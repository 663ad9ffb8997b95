//! Map file loading.

use std::fs;
use std::path::{Path, PathBuf};

use chrono::{DateTime, Utc};
use serde_json::Value;

use colmap_map::MappingDocument;

use crate::error::{PersistenceError, Result};
use crate::format::{MapFile, import_map_array};

/// Loads a map file into a clean document.
pub fn load_map(path: &Path) -> Result<MappingDocument> {
    let file = read_map_file(path)?;
    let document = file.into_document();
    tracing::info!(
        mappings = document.mapping_count(),
        files = document.referenced_files().len(),
        "Loaded map from {}",
        path.display()
    );
    Ok(document)
}

/// Reads and parses a map file without building a document.
pub fn read_map_file(path: &Path) -> Result<MapFile> {
    let text = fs::read_to_string(path).map_err(|e| PersistenceError::io("read", path, e))?;
    let value: Value =
        serde_json::from_str(&text).map_err(|e| PersistenceError::InvalidFormat {
            path: path.to_path_buf(),
            reason: e.to_string(),
        })?;
    MapFile::from_json(&value, path, modified_time(path))
}

/// Loads a map file on the blocking thread pool.
pub async fn load_map_async(path: PathBuf) -> Result<MappingDocument> {
    tokio::task::spawn_blocking(move || load_map(&path))
        .await
        .map_err(|source| PersistenceError::Task { source })?
}

/// Cheap shape check: the file parses as JSON and has an `ImportMap` array.
///
/// Never fails; unreadable files are reported as not valid.
pub fn is_valid_map_file(path: &Path) -> bool {
    let Ok(text) = fs::read_to_string(path) else {
        return false;
    };
    serde_json::from_str::<Value>(&text)
        .ok()
        .is_some_and(|value| import_map_array(&value).is_some())
}

fn modified_time(path: &Path) -> Option<DateTime<Utc>> {
    fs::metadata(path)
        .and_then(|m| m.modified())
        .ok()
        .map(DateTime::<Utc>::from)
}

━━━━━━

AIM OF THE TASK: For the data above, give the number of lines in which the word "files" appears, and nothing more.

TASK OUTPUT: 2